Severe influenza respiratory disease is increasingly recognized in children. Influenza hospitalization rates in high-risk infants, such as premature infants, are increased some five-fold over rates in other children. The recently-licensed live attenuated influenza vaccine (LAIV) promotes better immune responses than the trivalent inactivated vaccine, but can cause wheezing. The balance of risks and benefits for LAIV in extremely premature infants, who may be at increased risk for both influenza disease and vaccine side effects, is unknown.

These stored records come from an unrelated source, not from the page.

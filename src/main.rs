use clap::Parser;

use asterisk_fixture::cli::{self, Cli};

#[tokio::main]
async fn main() -> anyhow::Result<()> {
    let cli = Cli::parse();
    cli::init_tracing(cli.log_json);
    cli::execute(cli).await
}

The specific aim of this project is to compare the immune response and reactions of trivalent, inactivated influenza vaccine (TIV) and live, attenuated, intranasal influenza vaccine (LAIV) in groups of former premature (PT), very (V) LBW and former full-term (FT) infants aged 24-35 months.

The investigators hypothesize that the immune response in FT infants will be greater with LAIV than TIV, and that wheezing episodes will be no more than twice as frequent in LAIV as in TIV recipients.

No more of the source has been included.